Brazilian model Valentina Sampaio, 22, took to Instagram on Thursday night to share that she was excited to officially be a Victoria's Secret angel.
She made the announcement with behind-the-scenes images of her photoshoot for the Victoria Secret's Pink collection.
With one photo, she captioned it: "Backstage click."
In another, she wrote: "Never stop dreaming [people]," along with the hashtag '#diversity'.
Last year, the company came under fire when Victoria's Secret parent company L Brands' chief marketing officer Ed Razek defended the lack of transgender models in the fashion show.
Speaking to Vogue magazine at the time, Razek said he didn't think transgender models should be included in the event, as "the [fashion] show is a fantasy."

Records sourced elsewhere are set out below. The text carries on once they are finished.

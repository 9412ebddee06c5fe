//! SPDX-FileCopyrightText: 2025 CyberDeco
//!
//! SPDX-License-Identifier: MIT AND Apache-2.0
//!
//! Endian-aware binary reading shared by every format decoder
//!
//! [`BinaryReader`] is the cursor every decoder is built on. [`OffsetTable`]
//! wraps a side blob (name table, value table) that is addressed by byte
//! offsets from many places during one decode pass.

mod math;
mod reader;
mod table;

pub use math::{BoundingBox, Plane, Rgba32};
pub use reader::{BinaryReader, ByteReader, Endian, StringEncoding};
pub(crate) use reader::{to_len, to_len_i32};
pub use table::OffsetTable;

/// Read four bytes as a magic tag.
///
/// # Errors
/// Returns an error if fewer than four bytes remain.
pub fn read_magic<R: std::io::Read + std::io::Seek>(reader: &mut BinaryReader<R>) -> crate::Result<[u8; 4]> {
    let bytes = reader.read_bytes(4)?;
    Ok([bytes[0], bytes[1], bytes[2], bytes[3]])
}
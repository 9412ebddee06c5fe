//! SPDX-FileCopyrightText: 2025 CyberDeco
//!
//! SPDX-License-Identifier: MIT AND Apache-2.0
//!
//! LT5 bundle readers (`.bndl`, `.lvbndl`)
//!
//! Both formats are a name table followed by a run of `(size, payload)`
//! records. They share the [`Bundle`] contract so the world decoder can
//! resolve embedded resources without caring which kind it opened.

mod bndl;
mod lvbndl;

pub use bndl::BndlFile;
pub use lvbndl::LvBndlFile;

use crate::error::Result;

/// `.bndl` magic
pub const BNDL_MAGIC: [u8; 4] = *b"BNDL";

/// `.bndl` version
pub const BNDL_VERSION: i32 = 3;

/// Marker value found in place of the magic in a known empty bundle form
pub const BNDL_EMPTY_MARKER: i32 = 15;

/// Invalid `.bndl` files shorter than this are treated as empty
pub const BNDL_MIN_LENGTH: u64 = 100;

/// `.lvbndl` magic
pub const LVBNDL_MAGIC: [u8; 4] = *b"LVRS";

/// `.lvbndl` version
pub const LVBNDL_VERSION: i32 = 1;

/// One file inside a bundle.
#[derive(Debug, Clone, Default, PartialEq, Eq)]
pub struct BundleEntry {
    pub index: usize,
    pub path: String,
    /// Absolute payload offset; 0 when the entry has no payload
    pub offset: u64,
    pub size: u32,
}

impl BundleEntry {
    /// Whether the entry is a name-only placeholder.
    #[must_use]
    pub fn has_payload(&self) -> bool {
        self.offset != 0
    }
}

/// Common contract of the bundle formats.
pub trait Bundle {
    /// All entries, in file order.
    fn entries(&self) -> &[BundleEntry];

    /// Read an entry's payload. `Ok(None)` for entries without payload.
    ///
    /// # Errors
    /// Returns an error if the payload runs past the end of the file.
    fn read_data(&mut self, entry: &BundleEntry) -> Result<Option<Vec<u8>>>;

    /// Find an entry by path (case-insensitive).
    fn find(&self, path: &str) -> Option<&BundleEntry> {
        self.entries()
            .iter()
            .find(|e| e.path.eq_ignore_ascii_case(path))
    }
}
/// A placed prefab instance (LT5).
#[derive(Debug, Clone, PartialEq, Serialize)]
pub struct InstanceInfo {
    pub index: usize,
    /// Zero for most instances
    pub bounds: BoundingBox,
    pub position: Vec3,
    pub rotation: Quat,
    pub unknown: [i32; 3],
    pub file_name: String,
    /// Render nodes listing this instance; an instance may sit in several
    pub render_nodes: Vec<usize>,
}

impl InstanceInfo {
    fn read(reader: &mut ByteReader, index: usize) -> Result<Self> {
        Ok(Self {
            index,
            bounds: reader.read_bbox()?,
            position: reader.read_vec3()?,
            rotation: reader.read_quat()?,
            unknown: [reader.read_i32()?, reader.read_i32()?, reader.read_i32()?],
            file_name: reader.read_string_i16()?,
            render_nodes: Vec::new(),
        })
    }
}

#[derive(Debug, Clone, PartialEq, Serialize)]
pub enum RenderInstanceKind {
    /// A run of faces in a mesh; negative indices mean none
    Mesh {
        mesh_index: i32,
        face_index: i32,
        face_count: i32,
        unknown: [u8; 4],
    },
    /// A node of an instance file
    Prefab { node_index: i32, file_name: String },
}

#[derive(Debug, Clone, PartialEq, Serialize)]
pub struct PrefabReference {
    pub unknown: i32,
    pub node_index: i32,
    pub file_name: String,
}

#[derive(Debug, Clone, PartialEq, Serialize)]
pub struct InstancePlacement {
    pub position: Vec3,
    pub rotation: Quat,
    pub prefabs: Vec<PrefabReference>,
}

impl InstancePlacement {
    fn read(reader: &mut ByteReader) -> Result<Self> {
        let position = reader.read_vec3()?;
        let rotation = reader.read_quat()?;
        let count = reader.read_count()?;
        let mut prefabs = Vec::with_capacity(count);
        for _ in 0..count {
            prefabs.push(PrefabReference {
                unknown: reader.read_i32()?,
                node_index: reader.read_i32()?,
                file_name: reader.read_string_i16()?,
            });
        }
        Ok(Self {
            position,
            rotation,
            prefabs,
        })
    }
}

"I don't think we can be all things to all customers. It's a specialty business. It isn't a department store... We market to who we sell to, and we don't market to the whole world ... I don't think we should [have trans models]."
In 2017, Sampaio was the first-ever transwoman to be on the cover of Vogue.
While she's yet to adress Razek's comments, she's previously spoken out about how growing up, she never felt victimised by anti-trans discrimination - and that her parents always supported how she identified.
She said: "At age eight, my mother took me to a psychologist. At that time, I already loved being around girls. I felt like one of them, and I ha a collection of dolls," she told Brazilian newspaper, Diario de Nordeste.
"The psychologist understood at the time that I was transgender. Twelve years old, I started to call myself Valentina, a name I heard once and I thought was beautiful."
Fellow Brazilian Victoria Secret Angel Lais Ribeiro was quick to send Sampaio her congratulations.
"First transgender to shoot with VS! This make me so happy!" she said on Twitter.
The cancellation news came just two months after Leslie Wexner - who is the Chief Executive of Victoria's Secret parent company L Brands - claimed that the show would no longer air on network television after 24 years due to a plunge in ratings.
For the last seven quarters, the company has reported a decline in sales in its more than 1100 stores in the US, and viewership of the Victoria's Secret fashion show reportedly plummeted last year.